Tuesday, January 19, 2010

Save Spider Man

Marc Webb was recently announced as the director for the next Spider Man movie. He has one great movie in his repetoire, but the rest of his catalogue is sketchy:
(500) Days of Summer (2009)
Jesse McCartney: Up Close (2005) (V)
Seascape (2003)
3 Doors Down: Away from the Sun (2002) (V) (video "Duck & Run")
Green Day: International Supervideos! (2001) (V) (video "Waiting")

What do you think?

Better yet, who is your choice to replace Tobey Maguire?

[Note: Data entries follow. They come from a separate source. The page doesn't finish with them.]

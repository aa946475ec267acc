//! Goal-conditioned action-value function.
use super::Bits;
use anyhow::Result;
use ndarray::Array2;

/// A regression batch for a single update of an action-value function.
///
/// The `i`-th elements of all fields belong to the same transition.
/// `targets` are constants: no gradient flows through them.
pub struct TdBatch<'a> {
    /// States `s_t`.
    pub states: &'a [Bits],

    /// Goals `g`.
    pub goals: &'a [Bits],

    /// Actions `a_t` taken in `s_t`.
    pub actions: &'a [usize],

    /// Bootstrapped targets for `Q(s_t, g, a_t)`.
    pub targets: &'a [f32],
}

impl<'a> TdBatch<'a> {
    /// Returns the number of transitions in the batch.
    pub fn len(&self) -> usize {
        self.actions.len()
    }

    /// Returns `true` if the batch is empty.
    pub fn is_empty(&self) -> bool {
        self.actions.is_empty()
    }
}

/// A parameterized function `Q(s, g) -> [q_0, ..., q_{n-1}]`.
///
/// The DQN agent owns two instances of the same type: the online function,
/// updated with [`ValueFunction::train_step`], and the target function, updated
/// only through [`ValueFunction::copy_from`].
pub trait ValueFunction {
    /// Configuration from which the function is built.
    type Config: Clone;

    /// Builds a freshly initialized function.
    fn build(config: &Self::Config) -> Result<Self>
    where
        Self: Sized;

    /// The number of outputs, i.e., actions.
    fn n_actions(&self) -> usize;

    /// Returns action values of shape `(states.len(), n_actions)`.
    fn predict(&self, states: &[Bits], goals: &[Bits]) -> Result<Array2<f32>>;

    /// Performs one gradient step on the mean squared error between
    /// `Q(s_t, g, a_t)` and the targets, returning the loss before the update.
    fn train_step(&mut self, batch: &TdBatch) -> Result<f32>;

    /// Overwrites all parameters of `self` with those of `src`.
    fn copy_from(&mut self, src: &Self) -> Result<()>;
}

A spectacle with a social conscience. We do not have a perfect film here, but the majesty of Cameron’s efforts will make this an enduring classic. This movie for its faults will still be recognized in the history of film. Much like Star Wars was the standard of innovation and pure wonder in my youth, Avatar will be remembered by today’s youth for the same reasons. Star Wars was far from perfect as well, but its overall combination of visuals, originality and the sheer possibilities that it created for films that followed it, set it apart from the stigma of B-movie Sci-Fi’s of its time. Avatar’s weaknesses are similar. The dialogue is sometimes laboured and there were a few campy moments that will ring loud with the reluctant viewers that were dragged to the theatre by eager friends and looking for a reason to criticize. Avatar however is more accessible. We all know people that just can’t accept what they see as the impossible setting and subject matter the science fiction or fantasy genres. Well you won’t see the Avatar setting anywhere in a National Geographic magazine either but the challenges that the human race face in this movie are current and everywhere in the alternative media. Even the non believers have heard about Al Gore’s warnings and on some level can accept some of the environmental claims. So the timeliness of picture is perfect.
What makes the scenic visuals so stimulating is their beauty and the innocence that we can attribute to untouched nature. The Na’vi are those type of pure creatures that we can all like and hope to succeed. Their existence like Earth’s protected species have the same innocence that attracts our social consciousness and activates our protective natures. The 3D features are mesmerizing and not over the top, with the tired plethora of sharp projectiles. Instead the 3D effects compliment the movie and the story. Go figure. No part of the technical brilliance seemed unnecessary or blatant show-boating. So as a result the film affords the viewer with the necessary elements to feel good about our support and recommendations.
Not that the acting or dialogue is unimportant but both are more than adequate, and bringing up the little flaws would seem like nit-picking for a film of this historical significance. So for the same reason I will not highlight any of the individual performances as they all suited the film while none stood out in a memorable way. The one thing worth saying however is that both the Human and Na’vi acted portions of this film could both be characterized as live action acting. In other words there was no drop in entertainment or believability with the transitions between the two featured species. This is truly a phenomenal accomplishment. I cannot recall one movie that pulls off reality to surreal so effectively. This is technology continuity in its highest form. And for the first time I was convinced that any humanoid graphical actor is now a real possibility that will ensure audiences are not cheated of the warmth of real fleshy actors.
So please, make an effort to get to a theatre, the bigger the better and take in this experience the way its meant to be seen which I will assure you will not happen in all of this glory again for quite some time.

Fantastic Mr. Fox

This great little throw back stop-motion animation picture has got me thinking well after seeing it. The more I think about this good-for-all-ages movie the more I like it. The characters surprise you by seeming more lifelike and genuine than any Pixar picture. The small puppet-like creatures have a texture and quirky way that gives off a warmth that can't be replicated with cartoon or CGI animation.
An endearing quality of this film is that we can relate to the characters. We have a man who is going through mid-life crisis and questioning the legacy of his accomlishments. The fox battles father/son tension, career/instinct identity crisis, and the kind of thrill seeking that comes with age and overwhelming need to prove to oneself that you are still alive, daring and a force. The son feels different and inadequate while struggling for his father's attention and comparing himself to his more capable and athletic cousin.
This is just a few examples of the slice of life problems that the characters face through which its safe to say that Wes Anderson the director may have been cleverly providing us with life lesson.
Let me also add that this film is funny and will keep the attention of your children for an hour and a half. George Clooney is a natural and so is the supporting staff.
So I say see this film with the family if you are looking for something different that I can predict will make you feel good and wholoesome.